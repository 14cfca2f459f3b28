//! Create command implementation

use super::{Command, CommandContext};
use crate::github::{Submission, print_submission, submit_pull_request};
use anyhow::Result;
use async_trait::async_trait;
use pr_github::{PullRequestSpec, RepositoryCoordinates};

/// Submit a single pull request given on the command line
pub struct CreateCommand {
    pub coords: RepositoryCoordinates,
    pub spec: PullRequestSpec,
}

#[async_trait]
impl Command for CreateCommand {
    async fn execute(&self, context: &CommandContext) -> Result<Vec<Submission>> {
        let result = submit_pull_request(
            &context.client,
            context.resolver.as_ref(),
            &self.coords,
            &self.spec,
        )
        .await?;

        let submission = Submission {
            name: self.spec.head().to_string(),
            coords: self.coords.clone(),
            result,
        };
        print_submission(&submission);

        Ok(vec![submission])
    }
}
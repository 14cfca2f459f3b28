//! GitHub integration module
//!
//! Workflow functions on top of the `pr-github` library. The library owns the
//! wire format and response classification; this module wires credential
//! resolution and console reporting around it.

pub mod api;

// Re-export commonly used items for convenience
pub use api::{PendingSubmission, Submission, print_submission, submit_all, submit_pull_request};
pub use pr_github::{
    Credential, CredentialError, CredentialResolver, EnvCredentialResolver, GitHubClient,
    PullRequestSpec, RepositoryCoordinates, StaticCredentialResolver, SubmissionResult,
};
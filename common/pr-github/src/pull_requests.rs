//! Pull request operations

use crate::client::GitHubClient;
use crate::credentials::Credential;
use crate::result::SubmissionResult;
use crate::util::parse_github_url;
use reqwest::StatusCode;
use reqwest::header::{ACCEPT, AUTHORIZATION, USER_AGENT};
use serde::{Deserialize, Serialize};
use std::fmt;
use std::str::FromStr;
use thiserror::Error;
use tracing::{debug, warn};

const GITHUB_V3_ACCEPT: &str = "application/vnd.github.v3+json";

/// Reasons a repository or pull request definition is not well-formed
#[derive(Debug, Error, Clone, PartialEq, Eq)]
pub enum SpecError {
    #[error("repository owner cannot be empty")]
    EmptyOwner,
    #[error("repository name cannot be empty")]
    EmptyRepo,
    #[error("invalid repository '{0}': expected owner/repo or a GitHub URL")]
    InvalidRepository(String),
    #[error("pull request title cannot be empty")]
    EmptyTitle,
    #[error("{field} branch name cannot be empty")]
    EmptyBranch { field: &'static str },
    #[error("invalid {field} branch name '{name}'")]
    InvalidBranch { field: &'static str, name: String },
    #[error("head and base branches are both '{0}'")]
    SameBranches(String),
}

/// Owner and name of the target repository
#[derive(Debug, Clone, PartialEq, Eq)]
pub struct RepositoryCoordinates {
    owner: String,
    repo: String,
}

/// GitHub owner and repository names: ASCII letters, digits, `.`, `_` and `-`,
/// excluding the relative path segments `.` and `..`
fn is_path_safe_name(name: &str) -> bool {
    name != "."
        && name != ".."
        && name
            .chars()
            .all(|c| c.is_ascii_alphanumeric() || matches!(c, '.' | '_' | '-'))
}

impl RepositoryCoordinates {
    pub fn new(owner: impl Into<String>, repo: impl Into<String>) -> Result<Self, SpecError> {
        let owner = owner.into();
        let repo = repo.into();

        if owner.trim().is_empty() {
            return Err(SpecError::EmptyOwner);
        }
        if repo.trim().is_empty() {
            return Err(SpecError::EmptyRepo);
        }
        // Both are placed verbatim in the endpoint path
        if !is_path_safe_name(&owner) || !is_path_safe_name(&repo) {
            return Err(SpecError::InvalidRepository(format!("{}/{}", owner, repo)));
        }

        Ok(Self { owner, repo })
    }

    /// Parse `owner/repo` or any URL form accepted by [`parse_github_url`]
    pub fn parse(input: &str) -> Result<Self, SpecError> {
        let input = input.trim();
        if input.contains("://") || input.starts_with("git@") || input.starts_with("github.com/") {
            return parse_github_url(input);
        }

        match input.split_once('/') {
            Some((owner, repo)) if !repo.contains('/') => Self::new(owner, repo),
            _ => Err(SpecError::InvalidRepository(input.to_string())),
        }
    }

    pub fn owner(&self) -> &str {
        &self.owner
    }

    pub fn repo(&self) -> &str {
        &self.repo
    }

    /// Pull request collection resource under the given API root
    pub fn pulls_endpoint(&self, api_base: &str) -> String {
        format!("{}/repos/{}/{}/pulls", api_base, self.owner, self.repo)
    }
}

impl FromStr for RepositoryCoordinates {
    type Err = SpecError;

    fn from_str(s: &str) -> Result<Self, Self::Err> {
        Self::parse(s)
    }
}

impl fmt::Display for RepositoryCoordinates {
    fn fmt(&self, f: &mut fmt::Formatter<'_>) -> fmt::Result {
        write!(f, "{}/{}", self.owner, self.repo)
    }
}

/// Content of the pull request to open
///
/// Constructed once through [`PullRequestSpec::new`] and immutable afterwards.
#[derive(Debug, Clone, PartialEq, Eq)]
pub struct PullRequestSpec {
    title: String,
    head: String,
    base: String,
    body: String,
}

impl PullRequestSpec {
    /// Validate and build a specification
    ///
    /// # Errors
    /// Returns an error if:
    /// - The title is blank
    /// - Either branch name is blank or not a plausible git ref name
    /// - Head and base name the same branch
    pub fn new(
        title: impl Into<String>,
        head: impl Into<String>,
        base: impl Into<String>,
        body: impl Into<String>,
    ) -> Result<Self, SpecError> {
        let title = title.into();
        let head = head.into();
        let base = base.into();

        if title.trim().is_empty() {
            return Err(SpecError::EmptyTitle);
        }
        validate_branch("head", &head)?;
        validate_branch("base", &base)?;
        if head == base {
            return Err(SpecError::SameBranches(head));
        }

        Ok(Self {
            title,
            head,
            base,
            body: body.into(),
        })
    }

    pub fn title(&self) -> &str {
        &self.title
    }

    /// Source branch
    pub fn head(&self) -> &str {
        &self.head
    }

    /// Target branch
    pub fn base(&self) -> &str {
        &self.base
    }

    pub fn body(&self) -> &str {
        &self.body
    }
}

fn validate_branch(field: &'static str, name: &str) -> Result<(), SpecError> {
    if name.trim().is_empty() {
        return Err(SpecError::EmptyBranch { field });
    }

    // Basic Git branch name validation
    if name.starts_with('-')
        || name.ends_with('.')
        || name.ends_with('/')
        || name.contains("..")
        || name.chars().any(char::is_whitespace)
    {
        return Err(SpecError::InvalidBranch {
            field,
            name: name.to_string(),
        });
    }

    Ok(())
}

#[derive(Serialize)]
pub(crate) struct CreatePullRequestPayload<'a> {
    title: &'a str,
    head: &'a str,
    base: &'a str,
    body: &'a str,
}

impl<'a> From<&'a PullRequestSpec> for CreatePullRequestPayload<'a> {
    fn from(spec: &'a PullRequestSpec) -> Self {
        Self {
            title: &spec.title,
            head: &spec.head,
            base: &spec.base,
            body: &spec.body,
        }
    }
}

#[derive(Deserialize)]
struct CreatedPullRequest {
    number: u64,
    html_url: String,
}

impl GitHubClient {
    /// Open a pull request on GitHub
    ///
    /// Issues exactly one `POST /repos/{owner}/{repo}/pulls` and never retries:
    /// the request is not idempotent and a lost confirmation must not lead to a
    /// second pull request.
    ///
    /// # Returns
    /// - `Created` on `201`, with the number and web URL of the new pull request
    /// - `Rejected` on `422`, with the raw response body
    /// - `Failed` on any other status, with the status code and raw body
    /// - `TransportError` if the request fails, times out, or the `201` body
    ///   cannot be read
    pub async fn submit(
        &self,
        coords: &RepositoryCoordinates,
        spec: &PullRequestSpec,
        credential: &Credential,
    ) -> SubmissionResult {
        let url = coords.pulls_endpoint(&self.api_base);
        let payload = CreatePullRequestPayload::from(spec);

        debug!(
            repository = %coords,
            head = spec.head(),
            base = spec.base(),
            "submitting pull request"
        );

        let response = match self
            .client
            .post(&url)
            .header(AUTHORIZATION, credential.authorization_header())
            .header(ACCEPT, GITHUB_V3_ACCEPT)
            .header(USER_AGENT, &self.user_agent)
            .json(&payload)
            .send()
            .await
        {
            Ok(response) => response,
            Err(e) => return transport_error(&url, &e),
        };

        let status = response.status();
        let body = match response.text().await {
            Ok(body) => body,
            Err(e) => return transport_error(&url, &e),
        };

        let result = classify_response(status, body);
        debug!(
            repository = %coords,
            status = status.as_u16(),
            created = result.is_created(),
            "pull request response classified"
        );
        result
    }
}

fn transport_error(url: &str, error: &reqwest::Error) -> SubmissionResult {
    let message = if error.is_timeout() {
        format!("request to {} timed out: {}", url, error)
    } else {
        format!("request to {} failed: {}", url, error)
    };
    warn!(%message, "pull request submission did not complete");
    SubmissionResult::TransportError { message }
}

pub(crate) fn classify_response(status: StatusCode, body: String) -> SubmissionResult {
    match status {
        StatusCode::CREATED => match serde_json::from_str::<CreatedPullRequest>(&body) {
            Ok(pr) => SubmissionResult::Created {
                number: pr.number,
                url: pr.html_url,
            },
            Err(e) => SubmissionResult::TransportError {
                message: format!("failed to parse pull request creation response: {}", e),
            },
        },
        StatusCode::UNPROCESSABLE_ENTITY => SubmissionResult::Rejected { reason: body },
        other => SubmissionResult::Failed {
            status_code: other.as_u16(),
            body,
        },
    }
}

#[cfg(test)]
mod tests {
    use super::*;

    fn spec() -> PullRequestSpec {
        PullRequestSpec::new(
            "feat: Add Transaction History Feature (#5)",
            "feature/transaction-history",
            "main",
            "## Summary\n\nAdds a transaction history view.",
        )
        .unwrap()
    }

    #[test]
    fn test_spec_rejects_empty_title() {
        assert_eq!(
            PullRequestSpec::new("  ", "feature", "main", ""),
            Err(SpecError::EmptyTitle)
        );
    }

    #[test]
    fn test_spec_rejects_same_branches() {
        assert_eq!(
            PullRequestSpec::new("Title", "main", "main", ""),
            Err(SpecError::SameBranches("main".to_string()))
        );
    }

    #[test]
    fn test_spec_rejects_bad_branch_names() {
        assert_eq!(
            PullRequestSpec::new("Title", "", "main", ""),
            Err(SpecError::EmptyBranch { field: "head" })
        );
        assert!(matches!(
            PullRequestSpec::new("Title", "feature", "-main", ""),
            Err(SpecError::InvalidBranch { field: "base", .. })
        ));
        assert!(PullRequestSpec::new("Title", "feat..x", "main", "").is_err());
        assert!(PullRequestSpec::new("Title", "feature x", "main", "").is_err());
    }

    #[test]
    fn test_spec_allows_empty_body() {
        let spec = PullRequestSpec::new("Title", "feature", "main", "").unwrap();
        assert_eq!(spec.body(), "");
    }

    #[test]
    fn test_payload_shape() {
        let spec = spec();
        let value = serde_json::to_value(CreatePullRequestPayload::from(&spec)).unwrap();
        assert_eq!(
            value,
            serde_json::json!({
                "title": "feat: Add Transaction History Feature (#5)",
                "head": "feature/transaction-history",
                "base": "main",
                "body": "## Summary\n\nAdds a transaction history view.",
            })
        );
    }

    #[test]
    fn test_coordinates_parse_short_form() {
        let coords = RepositoryCoordinates::parse("BuildersWCT/stakingDapp").unwrap();
        assert_eq!(coords.owner(), "BuildersWCT");
        assert_eq!(coords.repo(), "stakingDapp");
        assert_eq!(coords.to_string(), "BuildersWCT/stakingDapp");
    }

    #[test]
    fn test_coordinates_parse_url_forms() {
        let https: RepositoryCoordinates = "https://github.com/owner/repo.git".parse().unwrap();
        let ssh: RepositoryCoordinates = "git@github.com:owner/repo.git".parse().unwrap();
        assert_eq!(https, ssh);
    }

    #[test]
    fn test_coordinates_reject_malformed() {
        assert!(RepositoryCoordinates::parse("owner").is_err());
        assert!(RepositoryCoordinates::parse("owner/repo/extra").is_err());
        assert_eq!(
            RepositoryCoordinates::parse("/repo"),
            Err(SpecError::EmptyOwner)
        );
        assert_eq!(
            RepositoryCoordinates::new("owner", " "),
            Err(SpecError::EmptyRepo)
        );
        assert!(RepositoryCoordinates::new("my owner", "repo").is_err());
    }

    #[test]
    fn test_coordinates_reject_path_altering_names() {
        for (owner, repo) in [
            ("owner", ".."),
            ("..", "repo"),
            ("owner", "."),
            ("owner", "repo#fragment"),
            ("owner", "repo?query=1"),
            ("own%2Fer", "repo"),
            ("owner", "repo/pulls"),
        ] {
            assert_eq!(
                RepositoryCoordinates::new(owner, repo),
                Err(SpecError::InvalidRepository(format!("{}/{}", owner, repo))),
                "{owner}/{repo} should be rejected"
            );
        }
        assert!(RepositoryCoordinates::parse("owner/..").is_err());
    }

    #[test]
    fn test_coordinates_accept_github_name_characters() {
        let coords = RepositoryCoordinates::new("Builders-WCT", "staking_Dapp.v2").unwrap();
        assert_eq!(
            coords.pulls_endpoint("https://api.github.com"),
            "https://api.github.com/repos/Builders-WCT/staking_Dapp.v2/pulls"
        );
    }

    #[test]
    fn test_pulls_endpoint() {
        let coords = RepositoryCoordinates::new("Ryjen1", "stakingDapp").unwrap();
        assert_eq!(
            coords.pulls_endpoint("https://api.github.com"),
            "https://api.github.com/repos/Ryjen1/stakingDapp/pulls"
        );
    }

    #[test]
    fn test_classify_created() {
        let result = classify_response(
            StatusCode::CREATED,
            r#"{"number": 42, "html_url": "https://x/pulls/42", "state": "open"}"#.to_string(),
        );
        assert_eq!(
            result,
            SubmissionResult::Created {
                number: 42,
                url: "https://x/pulls/42".to_string()
            }
        );
    }

    #[test]
    fn test_classify_created_with_unexpected_body() {
        let result = classify_response(StatusCode::CREATED, r#"{"id": 1}"#.to_string());
        assert!(matches!(result, SubmissionResult::TransportError { .. }));
    }

    #[test]
    fn test_classify_unprocessable() {
        let body = r#"{"message":"Validation Failed"}"#.to_string();
        assert_eq!(
            classify_response(StatusCode::UNPROCESSABLE_ENTITY, body.clone()),
            SubmissionResult::Rejected { reason: body }
        );
    }

    #[test]
    fn test_classify_other_status() {
        assert_eq!(
            classify_response(StatusCode::UNAUTHORIZED, "Bad credentials".to_string()),
            SubmissionResult::Failed {
                status_code: 401,
                body: "Bad credentials".to_string()
            }
        );
        // Success codes other than 201 are not a creation
        assert!(matches!(
            classify_response(StatusCode::OK, "{}".to_string()),
            SubmissionResult::Failed {
                status_code: 200,
                ..
            }
        ));
    }
}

__WHAT YOU SHOULD DO__: Find the word "credentials" in the entries above, then copy each line that holds it.

__SOLUTION TO THIS PROBLEM__:
use crate::credentials::Credential;
            classify_response(StatusCode::UNAUTHORIZED, "Bad credentials".to_string()),
                body: "Bad credentials".to_string()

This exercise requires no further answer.